When we eat fatty or oily food, it is metabolized by these 13 agnis in a sequential process. Jathar-agni helps to break down the food. The bhut-agnis help to screen toxins and ensure that the food is transformed into healthy, good-quality body tissue. The dhatu-agnis help transform the food into their respective tissues.
So the strength of the various digestive fires is needed for the tissues to be formed properly, including the fat tissue. When the production of meda dhatu is disturbed, the quantity (amount and proportion) and quality (contents) of meda dhatu are also disturbed.
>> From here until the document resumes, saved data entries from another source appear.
//! Laying out code into a bytecode array
//!
//! Most jumps use signed 16-bit relative offsets. When a `goto` (or `jsr`) needs to jump further
//! than that, it is switched to its 32-bit `goto_w` (or `jsr_w`) form. Since a widened jump is
//! longer, it can push other jumps out of range. The process still terminates since the set of
//! widened jumps only ever grows.
//!
//! Conditional jumps have no wide form. A conditional jump that is out of range is an error.

use super::{BranchInstruction, CodeElement, Label, SerializableInstruction};
use crate::jvm::class_file::Serialize;
use crate::jvm::Error;
use crate::util::{Offset, Width};
use std::collections::{HashMap, HashSet};
use std::convert::TryFrom;

/// Code element ready to be laid out
pub type LayoutElement = CodeElement<SerializableInstruction, BranchInstruction<Label, Label>>;

/// Largest size of the code array of a method
pub const MAX_CODE_LENGTH: usize = u16::MAX as usize;

#[derive(Debug)]
pub struct AssembledCode {
    pub bytes: Vec<u8>,

    /// Offset of every label in the code (labels at the very end map to the length of the code)
    pub label_offsets: HashMap<Label, Offset>,
}

/// Padding needed after a switch opcode at this offset to align its operands to 4 bytes
fn switch_padding(offset: usize) -> u8 {
    ((4 - (offset + 1) % 4) % 4) as u8
}

/// Width of a branch instruction at a given offset
fn branch_width(branch: &BranchInstruction<Label, Label>, offset: usize, widened: bool) -> usize {
    match branch {
        BranchInstruction::Goto(_) | BranchInstruction::Jsr(_) if widened => 5,
        BranchInstruction::TableSwitch { targets, .. } => {
            1 + switch_padding(offset) as usize + 4 * (3 + targets.len())
        }
        BranchInstruction::LookupSwitch { targets, .. } => {
            1 + switch_padding(offset) as usize + 8 * (1 + targets.len())
        }
        other => other.width(),
    }
}

/// Compute the offset of every element (and label), along with the total code length
fn layout(
    elements: &[LayoutElement],
    widened: &HashSet<usize>,
) -> (Vec<usize>, HashMap<Label, Offset>, usize) {
    let mut offsets = Vec::with_capacity(elements.len());
    let mut label_offsets = HashMap::new();
    let mut offset = 0;
    for (idx, element) in elements.iter().enumerate() {
        offsets.push(offset);
        match element {
            CodeElement::Label(label) => {
                label_offsets.insert(*label, Offset(offset));
            }
            CodeElement::Instruction(insn) => offset += insn.width(),
            CodeElement::Branch(branch) => {
                offset += branch_width(branch, offset, widened.contains(&idx))
            }
        }
    }
    (offsets, label_offsets, offset)
}

fn lookup(label_offsets: &HashMap<Label, Offset>, label: &Label) -> Result<Offset, Error> {
    label_offsets
        .get(label)
        .copied()
        .ok_or(Error::UndefinedLabel(*label))
}

/// Lay out and serialize code elements
pub fn assemble(elements: &[LayoutElement]) -> Result<AssembledCode, Error> {
    let mut widened: HashSet<usize> = HashSet::new();

    let (offsets, label_offsets, code_length) = loop {
        let (offsets, label_offsets, code_length) = layout(elements, &widened);

        let mut changed = false;
        for (idx, element) in elements.iter().enumerate() {
            if let CodeElement::Branch(BranchInstruction::Goto(target) | BranchInstruction::Jsr(target)) =
                element
            {
                if widened.contains(&idx) {
                    continue;
                }
                let distance = lookup(&label_offsets, target)?.0 as i64 - offsets[idx] as i64;
                if i16::try_from(distance).is_err() {
                    widened.insert(idx);
                    changed = true;
                }
            }
        }

        if !changed {
            break (offsets, label_offsets, code_length);
        }
    };

    if code_length > MAX_CODE_LENGTH {
        return Err(Error::MethodCodeOverflow(code_length));
    }

    let mut bytes = Vec::with_capacity(code_length);
    for (idx, element) in elements.iter().enumerate() {
        match element {
            CodeElement::Label(_) => (),
            CodeElement::Instruction(insn) => insn.serialize(&mut bytes)?,
            CodeElement::Branch(branch) => {
                let from = offsets[idx];
                let relative = |label: &Label| -> Result<i64, Error> {
                    Ok(lookup(&label_offsets, label)?.0 as i64 - from as i64)
                };
                let short = |label: &Label| -> Result<i16, Error> {
                    let distance = relative(label)?;
                    i16::try_from(distance).map_err(|_| Error::BranchOffsetOverflow {
                        from: Offset(from),
                        distance,
                    })
                };
                let wide = |label: &Label| -> Result<i32, Error> {
                    let distance = relative(label)?;
                    i32::try_from(distance).map_err(|_| Error::BranchOffsetOverflow {
                        from: Offset(from),
                        distance,
                    })
                };

                let encoded: BranchInstruction<i16, i32> = match branch {
                    BranchInstruction::Goto(target) if widened.contains(&idx) => {
                        BranchInstruction::GotoW(wide(target)?)
                    }
                    BranchInstruction::Jsr(target) if widened.contains(&idx) => {
                        BranchInstruction::JsrW(wide(target)?)
                    }
                    _ => {
                        let mut encoded = branch.map_labels(short, wide)?;
                        match &mut encoded {
                            BranchInstruction::TableSwitch { padding, .. }
                            | BranchInstruction::LookupSwitch { padding, .. } => {
                                *padding = switch_padding(from);
                            }
                            _ => (),
                        }
                        encoded
                    }
                };
                encoded.serialize(&mut bytes)?;
            }
        }
    }

    Ok(AssembledCode {
        bytes,
        label_offsets,
    })
}

#[cfg(test)]
mod test {
    use super::*;
    use crate::jvm::code::{Instruction, OrdComparison};

    fn nops(count: usize) -> Vec<LayoutElement> {
        (0..count)
            .map(|_| CodeElement::Instruction(Instruction::Nop))
            .collect()
    }

    #[test]
    fn short_jumps() {
        let elements = vec![
            CodeElement::Label(Label(0)),
            CodeElement::Instruction(Instruction::IConst0),
            CodeElement::Branch(BranchInstruction::If(OrdComparison::EQ, Label(1))),
            CodeElement::Branch(BranchInstruction::Goto(Label(0))),
            CodeElement::Label(Label(1)),
            CodeElement::Branch(BranchInstruction::Return),
        ];
        let assembled = assemble(&elements).unwrap();
        assert_eq!(
            assembled.bytes,
            vec![0x03, 0x99, 0x00, 0x06, 0xa7, 0xff, 0xfc, 0xb1]
        );
        assert_eq!(assembled.label_offsets[&Label(1)], Offset(7));
    }

    #[test]
    fn long_goto_is_widened() {
        let mut elements = vec![CodeElement::Branch(BranchInstruction::Goto(Label(0)))];
        elements.extend(nops(40_000));
        elements.push(CodeElement::Label(Label(0)));
        elements.push(CodeElement::Branch(BranchInstruction::Return));

        let assembled = assemble(&elements).unwrap();
        assert_eq!(&assembled.bytes[..5], &[0xc8, 0x00, 0x00, 0x9c, 0x45]);
        assert_eq!(assembled.label_offsets[&Label(0)], Offset(40_005));
        assert_eq!(assembled.bytes.len(), 40_006);
    }

    #[test]
    fn long_conditional_jump_is_an_error() {
        let mut elements = vec![
            CodeElement::Instruction(Instruction::IConst0),
            CodeElement::Branch(BranchInstruction::If(OrdComparison::NE, Label(0))),
        ];
        elements.extend(nops(40_000));
        elements.push(CodeElement::Label(Label(0)));
        elements.push(CodeElement::Branch(BranchInstruction::Return));

        assert!(matches!(
            assemble(&elements),
            Err(Error::BranchOffsetOverflow {
                from: Offset(1),
                ..
            })
        ));
    }

    #[test]
    fn undefined_label() {
        let elements = vec![CodeElement::Branch(BranchInstruction::Goto(Label(3)))];
        assert!(matches!(
            assemble(&elements),
            Err(Error::UndefinedLabel(Label(3)))
        ));
    }

    #[test]
    fn oversized_code() {
        let mut elements = nops(70_000);
        elements.push(CodeElement::Branch(BranchInstruction::Return));
        assert!(matches!(
            assemble(&elements),
            Err(Error::MethodCodeOverflow(70_001))
        ));
    }

    #[test]
    fn switch_padding_follows_position() {
        for leading in 0..4 {
            let mut elements = nops(leading);
            elements.push(CodeElement::Branch(BranchInstruction::LookupSwitch {
                padding: 0,
                default: Label(0),
                targets: vec![(1, Label(0))],
            }));
            elements.push(CodeElement::Label(Label(0)));
            elements.push(CodeElement::Branch(BranchInstruction::Return));

            let assembled = assemble(&elements).unwrap();
            let default_at = assembled.label_offsets[&Label(0)].0 - 16;
            assert_eq!(default_at % 4, 0);
        }
    }
}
In other words, because cholesterol is one of the contents of lipid tissue, the production of cholesterol becomes imbalanced when meda dhatu is imbalanced.
A: It's important to understand that the liver not only produces cholesterol, but it's also part of the digestive system. It's the place where toxins are screened before they enter the bloodstream. If the liver becomes overloaded with toxins, due to certain mental, physical and environmental factors, its functioning can become impaired. When this happens, it disturbs the 13 types of digestive fires (agnis).